Everyone is entitled to their own opinion. It's just that yours is stupid.
How in the world do you expect the penny ante politicians to get elected with an honest, secure system? More importantly, how is Bu$h supposed to get re-elected with a fair, impartial, secure and verifiable voting system? Fortunately, here in the good ol' US of A, we're free to chose a more politically useful system. ;)
You must be the change you wish to see in the world - Ghandi
What if instead, the voter was given a printout of the MD5 of a combination of (digesting all of) everyone they voted for and their (the voter's) social security number?
Not a chance. First of all the SSN, even if it were as difficult to obtain as you suppose (hint: it's not), this wouldn't be of help in vote-selling, as the voter would cheerfully surrender his SSN if he wanted to get paid.
As for the rest, you're radically overestimating the number of permutations an election can typically have -- a dozen yes or no decisions and one or two candidates each for a handful of offices could be permuted by any cheap desktop PC in very short order.
The trouble with your MD5 approach is that it does not offer any protection against coercion. This is a relatively difficult thing to guard against.
If I were a bad guy in your system (remember, when dealing with security you must always be the bad guy) I'd give you a list of who to vote for, and you must bring me back a receipt and then tell me your SSN. I can probably get your SSN via some other channel, anyhow. Once you return, I put into my computer how I told you to vote, and your SSN and make sure you followed the rules. NO? I blow away your cute little pet dog! Or some other nefarious deed.

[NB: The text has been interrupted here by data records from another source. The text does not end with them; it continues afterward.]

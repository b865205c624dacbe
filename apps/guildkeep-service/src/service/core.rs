use std::{collections::HashMap, path::PathBuf, time::Duration};

use super::{errors::ConfigError, storage::validate_backup_prefix};

pub const DEFAULT_DATA_DIR: &str = "./data";
pub const DEFAULT_BACKUP_DIR_NAME: &str = "backups";
pub const DEFAULT_PERMISSION_CACHE_TTL_SECS: u64 = 5 * 60;
pub const DEFAULT_CACHE_SWEEP_INTERVAL_SECS: u64 = 60;
pub const GUILD_SETTINGS_COLLECTION: &str = "guild_settings";
pub const PERMISSION_GROUPS_COLLECTION: &str = "permission_groups";

pub const ENV_DATA_DIR: &str = "GUILDKEEP_DATA_DIR";
pub const ENV_BACKUP_DIR: &str = "GUILDKEEP_BACKUP_DIR";
pub const ENV_PERMISSION_CACHE_TTL_SECS: &str = "GUILDKEEP_PERMISSION_CACHE_TTL_SECS";
pub const ENV_CACHE_SWEEP_INTERVAL_SECS: &str = "GUILDKEEP_CACHE_SWEEP_INTERVAL_SECS";
pub const ENV_BACKUP_PREFIX: &str = "GUILDKEEP_BACKUP_PREFIX";

/// Read access to environment variables and secrets.
pub trait EnvSource: Send + Sync {
    fn var(&self, key: &str) -> Option<String>;
}

/// [`EnvSource`] backed by the process environment.
#[derive(Debug, Clone, Copy, Default)]
pub struct ProcessEnv;

impl EnvSource for ProcessEnv {
    fn var(&self, key: &str) -> Option<String> {
        std::env::var(key).ok()
    }
}

impl EnvSource for HashMap<String, String> {
    fn var(&self, key: &str) -> Option<String> {
        self.get(key).cloned()
    }
}

#[derive(Clone, Debug)]
pub struct ServiceConfig {
    pub data_dir: PathBuf,
    pub backup_dir: PathBuf,
    pub permission_cache_ttl: Duration,
    /// `None` disables the background sweep; expiry is still enforced on read.
    pub cache_sweep_interval: Option<Duration>,
    /// Label prefix for scheduled backups; `None` labels them with a bare ULID.
    pub backup_prefix: Option<String>,
}

impl Default for ServiceConfig {
    fn default() -> Self {
        let data_dir = PathBuf::from(DEFAULT_DATA_DIR);
        Self {
            backup_dir: data_dir.join(DEFAULT_BACKUP_DIR_NAME),
            data_dir,
            permission_cache_ttl: Duration::from_secs(DEFAULT_PERMISSION_CACHE_TTL_SECS),
            cache_sweep_interval: Some(Duration::from_secs(DEFAULT_CACHE_SWEEP_INTERVAL_SECS)),
            backup_prefix: None,
        }
    }
}

impl ServiceConfig {
    /// Build a config from `GUILDKEEP_*` variables, falling back to defaults.
    ///
    /// A sweep interval of `0` disables the background sweep.
    ///
    /// # Errors
    /// Returns [`ConfigError::InvalidEnv`] if a numeric variable does not parse,
    /// the cache TTL is zero, or the backup prefix is not a valid label prefix.
    pub fn from_env(env: &dyn EnvSource) -> Result<Self, ConfigError> {
        let defaults = Self::default();
        let data_dir = env
            .var(ENV_DATA_DIR)
            .map_or(defaults.data_dir, PathBuf::from);
        let backup_dir = env
            .var(ENV_BACKUP_DIR)
            .map_or_else(|| data_dir.join(DEFAULT_BACKUP_DIR_NAME), PathBuf::from);

        let ttl_secs = parse_secs(env, ENV_PERMISSION_CACHE_TTL_SECS)?
            .unwrap_or(DEFAULT_PERMISSION_CACHE_TTL_SECS);
        if ttl_secs == 0 {
            return Err(ConfigError::InvalidEnv {
                key: ENV_PERMISSION_CACHE_TTL_SECS,
                value: String::from("0"),
                reason: String::from("ttl must be positive"),
            });
        }
        let sweep_secs = parse_secs(env, ENV_CACHE_SWEEP_INTERVAL_SECS)?
            .unwrap_or(DEFAULT_CACHE_SWEEP_INTERVAL_SECS);
        let backup_prefix = env
            .var(ENV_BACKUP_PREFIX)
            .filter(|value| !value.is_empty());
        if let Some(prefix) = &backup_prefix {
            validate_backup_prefix(prefix).map_err(|reason| ConfigError::InvalidEnv {
                key: ENV_BACKUP_PREFIX,
                value: prefix.clone(),
                reason,
            })?;
        }

        Ok(Self {
            data_dir,
            backup_dir,
            permission_cache_ttl: Duration::from_secs(ttl_secs),
            cache_sweep_interval: (sweep_secs > 0).then(|| Duration::from_secs(sweep_secs)),
            backup_prefix,
        })
    }
}

fn parse_secs(env: &dyn EnvSource, key: &'static str) -> Result<Option<u64>, ConfigError> {
    env.var(key)
        .map(|value| {
            value
                .trim()
                .parse::<u64>()
                .map_err(|e| ConfigError::InvalidEnv {
                    key,
                    reason: e.to_string(),
                    value,
                })
        })
        .transpose()
}

#[cfg(test)]
mod tests {
    use super::{
        ServiceConfig, DEFAULT_PERMISSION_CACHE_TTL_SECS, ENV_BACKUP_DIR, ENV_BACKUP_PREFIX,
        ENV_CACHE_SWEEP_INTERVAL_SECS, ENV_DATA_DIR, ENV_PERMISSION_CACHE_TTL_SECS,
    };
    use crate::service::errors::ConfigError;
    use std::{collections::HashMap, path::PathBuf, time::Duration};

    fn env(pairs: &[(&str, &str)]) -> HashMap<String, String> {
        pairs
            .iter()
            .map(|(k, v)| ((*k).to_owned(), (*v).to_owned()))
            .collect()
    }

    #[test]
    fn empty_env_uses_defaults() {
        let config = ServiceConfig::from_env(&env(&[])).unwrap();
        assert_eq!(config.data_dir, PathBuf::from("./data"));
        assert_eq!(config.backup_dir, PathBuf::from("./data/backups"));
        assert_eq!(
            config.permission_cache_ttl,
            Duration::from_secs(DEFAULT_PERMISSION_CACHE_TTL_SECS)
        );
        assert!(config.cache_sweep_interval.is_some());
        assert_eq!(config.backup_prefix, None);
    }

    #[test]
    fn backup_prefix_is_read_and_validated() {
        let config = ServiceConfig::from_env(&env(&[(ENV_BACKUP_PREFIX, "nightly")])).unwrap();
        assert_eq!(config.backup_prefix.as_deref(), Some("nightly"));

        let config = ServiceConfig::from_env(&env(&[(ENV_BACKUP_PREFIX, "")])).unwrap();
        assert_eq!(config.backup_prefix, None);

        let long = "a".repeat(40);
        for bad in ["pre.deploy", long.as_str()] {
            let error = ServiceConfig::from_env(&env(&[(ENV_BACKUP_PREFIX, bad)])).unwrap_err();
            assert!(matches!(
                error,
                ConfigError::InvalidEnv { key: ENV_BACKUP_PREFIX, .. }
            ));
        }
    }

    #[test]
    fn env_overrides_paths_and_durations() {
        let config = ServiceConfig::from_env(&env(&[
            (ENV_DATA_DIR, "/srv/bot"),
            (ENV_PERMISSION_CACHE_TTL_SECS, "30"),
            (ENV_CACHE_SWEEP_INTERVAL_SECS, "0"),
        ]))
        .unwrap();
        assert_eq!(config.data_dir, PathBuf::from("/srv/bot"));
        assert_eq!(config.backup_dir, PathBuf::from("/srv/bot/backups"));
        assert_eq!(config.permission_cache_ttl, Duration::from_secs(30));
        assert_eq!(config.cache_sweep_interval, None);

        let config = ServiceConfig::from_env(&env(&[(ENV_BACKUP_DIR, "/mnt/backups")])).unwrap();
        assert_eq!(config.backup_dir, PathBuf::from("/mnt/backups"));
    }

    #[test]
    fn env_rejects_bad_numbers() {
        let error =
            ServiceConfig::from_env(&env(&[(ENV_PERMISSION_CACHE_TTL_SECS, "five")])).unwrap_err();
        assert!(matches!(
            error,
            ConfigError::InvalidEnv { key: ENV_PERMISSION_CACHE_TTL_SECS, .. }
        ));

        let error =
            ServiceConfig::from_env(&env(&[(ENV_PERMISSION_CACHE_TTL_SECS, "0")])).unwrap_err();
        assert!(matches!(error, ConfigError::InvalidEnv { .. }));
    }
}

A one-way has is a useful thing in some circumstances... What you need is a zero-knowledge proof.
(disclaimer: I work for VoteHere, Inc and we have a somewhat better system than Chaum, but it is a bit harder to explain with pretty pictures.
We'll know that this is a real and secure voting method just as soon as all the incumbents and lobbyists come out and blast it as "dangerous" and find some way to connect it to terrorism.

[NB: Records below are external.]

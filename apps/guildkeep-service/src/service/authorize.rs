use std::{
    collections::BTreeSet,
    sync::{
        atomic::{AtomicU64, Ordering},
        Arc,
    },
};

use guildkeep_core::{resolve, GuildId, HeldNodes, PermissionNode, RoleId, UserId};

use super::{
    cache::{CacheKey, PermissionCache, RoleFingerprint},
    metrics::record_resolution_failure,
    permissions::PermissionRepository,
};

/// Answers "may this member do X" from cached or freshly resolved held nodes.
pub struct Authorizer {
    permissions: Arc<PermissionRepository>,
    cache: Arc<PermissionCache>,
    resolutions: AtomicU64,
}

impl Authorizer {
    #[must_use]
    pub fn new(permissions: Arc<PermissionRepository>) -> Self {
        let cache = Arc::clone(permissions.cache());
        Self {
            permissions,
            cache,
            resolutions: AtomicU64::new(0),
        }
    }

    /// Whether the member holds `required`. Never fails: anything that
    /// prevents resolution denies.
    pub async fn has_permission(
        &self,
        guild_id: GuildId,
        user_id: UserId,
        roles: &[RoleId],
        required: &PermissionNode,
    ) -> bool {
        let allowed = self
            .held_nodes(guild_id, user_id, roles)
            .await
            .satisfies(required);
        tracing::debug!(
            event = "authorize.check",
            guild_id = %guild_id,
            user_id = %user_id,
            node = %required,
            allowed
        );
        allowed
    }

    /// Every node the member holds, as granted (wildcards unexpanded).
    pub async fn held_nodes(
        &self,
        guild_id: GuildId,
        user_id: UserId,
        roles: &[RoleId],
    ) -> Arc<HeldNodes> {
        let roles: BTreeSet<RoleId> = roles.iter().copied().collect();
        let key = CacheKey {
            guild_id,
            user_id,
            fingerprint: RoleFingerprint::of(&roles),
        };
        if let Some(held) = self.cache.get(&key).await {
            return held;
        }

        let generation = self.cache.generation(guild_id).await;
        let graph = self.permissions.snapshot(guild_id).await;
        self.resolutions.fetch_add(1, Ordering::Relaxed);
        match resolve(&graph, &roles) {
            Ok(held) => {
                let held = Arc::new(held);
                self.cache.insert(key, Arc::clone(&held), generation).await;
                held
            }
            Err(error) => {
                record_resolution_failure();
                tracing::error!(
                    event = "authorize.resolve",
                    outcome = "failed",
                    guild_id = %guild_id,
                    user_id = %user_id,
                    %error
                );
                Arc::new(HeldNodes::default())
            }
        }
    }

    /// Number of resolutions performed because the cache had no fresh entry.
    #[must_use]
    pub fn resolution_count(&self) -> u64 {
        self.resolutions.load(Ordering::Relaxed)
    }
}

A paper trail does make it magically more secure. This isn't referring to you keeping paper, it is referring to a piece of paper with the vote on it being stored somewhere.

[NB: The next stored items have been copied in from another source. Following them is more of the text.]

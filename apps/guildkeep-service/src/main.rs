#![forbid(unsafe_code)]

use std::sync::Arc;

use guildkeep_service::{init_tracing, ConfigurationService, ProcessEnv, ServiceConfig};

#[tokio::main]
async fn main() -> anyhow::Result<()> {
    init_tracing();

    let config = ServiceConfig::from_env(&ProcessEnv)?;
    let prefix = config.backup_prefix.clone();
    let service = ConfigurationService::open(config, Arc::new(ProcessEnv)).await?;

    let paths = service
        .backup_all(prefix.as_deref())
        .await
        .map_err(|e| anyhow::anyhow!("backup run failed: {e}"))?;
    for path in &paths {
        tracing::info!(path = %path.display(), "backup written");
    }
    Ok(())
}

Those machines with levers? They make paper trails.
Without this, the votes are ONLY digital. As such, any unauthorized access can, en-masse, change the only record of the votes. Paper cannot be changed nearly so easily, and especially not so secretly. It allows a recount if the machine count seems unreasonable.
It is genuinely an incredible increase in election reliability, especially for something so simple.
Here's what we need...
A touch screen voting booth that lets voters select the canidates they want.
After the voter casts their vote the booth prints out a ballot that's a machine readable scantron sheet.
The voter checks to make sure that the canidates they selected are recorded on the ballot and feeds it into a scantron reader. It's this machine that actually records the voter's vote.
This way not only do we get the benifit of a machine count but a paper trail to boot.
Even if there is an open audit of the source and a paper trail, most of the canidates will still request a recount of the ballots by hand. Call me a bit old fashion, but I still believe that the best way to hold an election is to do it on paper rather than on a computer. Even the most secure open-source OS can have security holes....
Incidentally, most of the alternative suggestions offered by slashdotters seem to compromise the secrecy of the ballot. Secrecy might not seem important to the average slashdotter, but it is important if your family will disappear when you get caught voting for the opposition.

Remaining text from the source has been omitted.